*** DATA PROVIDED Section Begins ***

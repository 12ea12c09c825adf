//! Transparent stand-in for missing tiles.

use std::path::{Path, PathBuf};

use tracing::debug;

use crate::engine::{Dimensions, RasterEngine};
use crate::error::{MergeError, MergeResult};

/// A blank tile, written once and shared by every empty grid cell.
#[derive(Debug, Clone, PartialEq, Eq)]
pub struct Placeholder {
    path: PathBuf,
    size: Dimensions,
}

impl Placeholder {
    /// Probe `sample` for its size and write a transparent tile of that size
    /// to `target`.
    ///
    /// Either engine call failing is fatal for the run.
    pub fn materialize(
        engine: &dyn RasterEngine,
        sample: &Path,
        target: &Path,
    ) -> MergeResult<Self> {
        let size = engine
            .dimensions(sample)
            .map_err(MergeError::PlaceholderCreationFailed)?;

        engine
            .blank(size, target)
            .map_err(MergeError::PlaceholderCreationFailed)?;

        debug!(
            sample = %sample.display(),
            size = %size,
            path = %target.display(),
            "Placeholder tile created"
        );

        Ok(Self {
            path: target.to_path_buf(),
            size,
        })
    }

    pub fn path(&self) -> &Path {
        &self.path
    }

    /// Pixel size shared by every tile in the pyramid.
    pub fn size(&self) -> Dimensions {
        self.size
    }
}
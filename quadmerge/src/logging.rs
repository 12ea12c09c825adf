//! Logging setup.
//!
//! Progress goes to stderr so the merged image path is the only thing a
//! script has to parse from stdout. An optional log file receives the same
//! events without ANSI colours. `RUST_LOG` overrides the level chosen here.

use std::fs;
use std::io;
use std::path::{Path, PathBuf};

use tracing_appender::non_blocking::WorkerGuard;
use tracing_subscriber::layer::SubscriberExt;
use tracing_subscriber::util::SubscriberInitExt;
use tracing_subscriber::EnvFilter;

/// How logging should be set up for one process.
#[derive(Debug, Clone, Default, PartialEq, Eq)]
pub struct LoggingOptions {
    /// Log at debug level instead of info.
    pub verbose: bool,
    /// Additionally append to this file.
    pub file: Option<PathBuf>,
}

/// Guard that must be kept alive for the duration of logging.
///
/// Dropping this guard will flush and close the log file writer.
pub struct LoggingGuard {
    _file_guard: Option<WorkerGuard>,
}

/// Default filter directive when `RUST_LOG` is unset.
pub fn default_directive(verbose: bool) -> &'static str {
    if verbose {
        "debug"
    } else {
        "info"
    }
}

/// Install the global subscriber.
///
/// # Errors
///
/// Fails if the log file's directory cannot be created or a global
/// subscriber is already installed.
pub fn init_logging(options: &LoggingOptions) -> Result<LoggingGuard, io::Error> {
    let env_filter = EnvFilter::try_from_default_env()
        .unwrap_or_else(|_| EnvFilter::new(default_directive(options.verbose)));

    let stderr_layer = tracing_subscriber::fmt::layer()
        .with_writer(io::stderr)
        .with_target(false);

    let (file_layer, file_guard) = match &options.file {
        Some(path) => {
            let (dir, name) = split_log_path(path)?;
            fs::create_dir_all(&dir)?;
            let appender = tracing_appender::rolling::never(dir, name);
            let (writer, guard) = tracing_appender::non_blocking(appender);
            let layer = tracing_subscriber::fmt::layer()
                .with_writer(writer)
                .with_ansi(false);
            (Some(layer), Some(guard))
        }
        None => (None, None),
    };

    tracing_subscriber::registry()
        .with(env_filter)
        .with(stderr_layer)
        .with(file_layer)
        .try_init()
        .map_err(|e| io::Error::new(io::ErrorKind::Other, e))?;

    Ok(LoggingGuard {
        _file_guard: file_guard,
    })
}

/// Split a log file path into its directory and file name.
fn split_log_path(path: &Path) -> Result<(PathBuf, PathBuf), io::Error> {
    let name = path.file_name().ok_or_else(|| {
        io::Error::new(
            io::ErrorKind::InvalidInput,
            format!("log file path '{}' has no file name", path.display()),
        )
    })?;
    let dir = match path.parent() {
        Some(parent) if !parent.as_os_str().is_empty() => parent.to_path_buf(),
        _ => PathBuf::from("."),
    };
    Ok((dir, PathBuf::from(name)))
}

#[cfg(test)]
mod tests {
    use super::*;

    #[test]
    fn test_default_directive() {
        assert_eq!(default_directive(false), "info");
        assert_eq!(default_directive(true), "debug");
    }

    #[test]
    fn test_split_log_path() {
        let (dir, name) = split_log_path(Path::new("/var/log/quadmerge.log")).unwrap();
        assert_eq!(dir, PathBuf::from("/var/log"));
        assert_eq!(name, PathBuf::from("quadmerge.log"));
    }

    #[test]
    fn test_split_bare_file_name_uses_cwd() {
        let (dir, name) = split_log_path(Path::new("merge.log")).unwrap();
        assert_eq!(dir, PathBuf::from("."));
        assert_eq!(name, PathBuf::from("merge.log"));
    }

    #[test]
    fn test_split_rejects_directory_only() {
        assert!(split_log_path(Path::new("/")).is_err());
    }
}
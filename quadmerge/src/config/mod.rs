//! Configuration for merge runs.
//!
//! - [`MergeConfig`] - options of a single run, built with `with_*` methods
//! - [`ConfigFile`] - optional `config.ini` holding per-user defaults
//!
//! # Example
//!
//! ```
//! use quadmerge::config::{ConfigFile, MergeConfig};
//!
//! // No file on disk yields the defaults
//! let file = ConfigFile::default();
//! let config = file.to_merge_config().with_resize_percent(50);
//! assert_eq!(config.resize_percent(), 50);
//! ```

mod file;
mod merge;
mod parser;

pub use file::{
    config_directory, config_file_path, ConfigFile, ConfigFileError, EngineSettings,
    LoggingSettings, MergeSettings,
};
pub use merge::{
    MergeConfig, DEFAULT_ENGINE_TIMEOUT_SECS, DEFAULT_MEMORY_LIMIT_GB, DEFAULT_TILE_EXTENSION,
};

*** DATA PROVIDED Section Ends ***

From the first line to the last, return the listing exactly.

repository 12ea12c09c825adf
//! Transparent stand-in for missing tiles.

use std::path::{Path, PathBuf};

use tracing::debug;

use crate::engine::{Dimensions, RasterEngine};
use crate::error::{MergeError, MergeResult};

/// A blank tile, written once and shared by every empty grid cell.
#[derive(Debug, Clone, PartialEq, Eq)]
pub struct Placeholder {
    path: PathBuf,
    size: Dimensions,
}

impl Placeholder {
    /// Probe `sample` for its size and write a transparent tile of that size
    /// to `target`.
    ///
    /// Either engine call failing is fatal for the run.
    pub fn materialize(
        engine: &dyn RasterEngine,
        sample: &Path,
        target: &Path,
    ) -> MergeResult<Self> {
        let size = engine
            .dimensions(sample)
            .map_err(MergeError::PlaceholderCreationFailed)?;

        engine
            .blank(size, target)
            .map_err(MergeError::PlaceholderCreationFailed)?;

        debug!(
            sample = %sample.display(),
            size = %size,
            path = %target.display(),
            "Placeholder tile created"
        );

        Ok(Self {
            path: target.to_path_buf(),
            size,
        })
    }

    pub fn path(&self) -> &Path {
        &self.path
    }

    /// Pixel size shared by every tile in the pyramid.
    pub fn size(&self) -> Dimensions {
        self.size
    }
}
filename quadmerge/src/logging.rs
repository 12ea12c09c825adf
//! Logging setup.
//!
//! Progress goes to stderr so the merged image path is the only thing a
//! script has to parse from stdout. An optional log file receives the same
//! events without ANSI colours. `RUST_LOG` overrides the level chosen here.

use std::fs;
use std::io;
use std::path::{Path, PathBuf};

use tracing_appender::non_blocking::WorkerGuard;
use tracing_subscriber::layer::SubscriberExt;
use tracing_subscriber::util::SubscriberInitExt;
use tracing_subscriber::EnvFilter;

/// How logging should be set up for one process.
#[derive(Debug, Clone, Default, PartialEq, Eq)]
pub struct LoggingOptions {
    /// Log at debug level instead of info.
    pub verbose: bool,
    /// Additionally append to this file.
    pub file: Option<PathBuf>,
}

/// Guard that must be kept alive for the duration of logging.
///
/// Dropping this guard will flush and close the log file writer.
pub struct LoggingGuard {
    _file_guard: Option<WorkerGuard>,
}

/// Default filter directive when `RUST_LOG` is unset.
pub fn default_directive(verbose: bool) -> &'static str {
    if verbose {
        "debug"
    } else {
        "info"
    }
}

/// Install the global subscriber.
///
/// # Errors
///
/// Fails if the log file's directory cannot be created or a global
/// subscriber is already installed.
pub fn init_logging(options: &LoggingOptions) -> Result<LoggingGuard, io::Error> {
    let env_filter = EnvFilter::try_from_default_env()
        .unwrap_or_else(|_| EnvFilter::new(default_directive(options.verbose)));

    let stderr_layer = tracing_subscriber::fmt::layer()
        .with_writer(io::stderr)
        .with_target(false);

    let (file_layer, file_guard) = match &options.file {
        Some(path) => {
            let (dir, name) = split_log_path(path)?;
            fs::create_dir_all(&dir)?;
            let appender = tracing_appender::rolling::never(dir, name);
            let (writer, guard) = tracing_appender::non_blocking(appender);
            let layer = tracing_subscriber::fmt::layer()
                .with_writer(writer)
                .with_ansi(false);
            (Some(layer), Some(guard))
        }
        None => (None, None),
    };

    tracing_subscriber::registry()
        .with(env_filter)
        .with(stderr_layer)
        .with(file_layer)
        .try_init()
        .map_err(|e| io::Error::new(io::ErrorKind::Other, e))?;

    Ok(LoggingGuard {
        _file_guard: file_guard,
    })
}

/// Split a log file path into its directory and file name.
fn split_log_path(path: &Path) -> Result<(PathBuf, PathBuf), io::Error> {
    let name = path.file_name().ok_or_else(|| {
        io::Error::new(
            io::ErrorKind::InvalidInput,
            format!("log file path '{}' has no file name", path.display()),
        )
    })?;
    let dir = match path.parent() {
        Some(parent) if !parent.as_os_str().is_empty() => parent.to_path_buf(),
        _ => PathBuf::from("."),
    };
    Ok((dir, PathBuf::from(name)))
}

#[cfg(test)]
mod tests {
    use super::*;

    #[test]
    fn test_default_directive() {
        assert_eq!(default_directive(false), "info");
        assert_eq!(default_directive(true), "debug");
    }

    #[test]
    fn test_split_log_path() {
        let (dir, name) = split_log_path(Path::new("/var/log/quadmerge.log")).unwrap();
        assert_eq!(dir, PathBuf::from("/var/log"));
        assert_eq!(name, PathBuf::from("quadmerge.log"));
    }

    #[test]
    fn test_split_bare_file_name_uses_cwd() {
        let (dir, name) = split_log_path(Path::new("merge.log")).unwrap();
        assert_eq!(dir, PathBuf::from("."));
        assert_eq!(name, PathBuf::from("merge.log"));
    }

    #[test]
    fn test_split_rejects_directory_only() {
        assert!(split_log_path(Path::new("/")).is_err());
    }
}
filename quadmerge/src/config/mod.rs
//! Configuration for merge runs.
//!
//! - [`MergeConfig`] - options of a single run, built with `with_*` methods
//! - [`ConfigFile`] - optional `config.ini` holding per-user defaults
//!
//! # Example
//!
//! ```
//! use quadmerge::config::{ConfigFile, MergeConfig};
//!
//! // No file on disk yields the defaults
//! let file = ConfigFile::default();
//! let config = file.to_merge_config().with_resize_percent(50);
//! assert_eq!(config.resize_percent(), 50);
//! ```

mod file;
mod merge;
mod parser;

pub use file::{
    config_directory, config_file_path, ConfigFile, ConfigFileError, EngineSettings,
    LoggingSettings, MergeSettings,
};
pub use merge::{
    MergeConfig, DEFAULT_ENGINE_TIMEOUT_SECS, DEFAULT_MEMORY_LIMIT_GB, DEFAULT_TILE_EXTENSION,
};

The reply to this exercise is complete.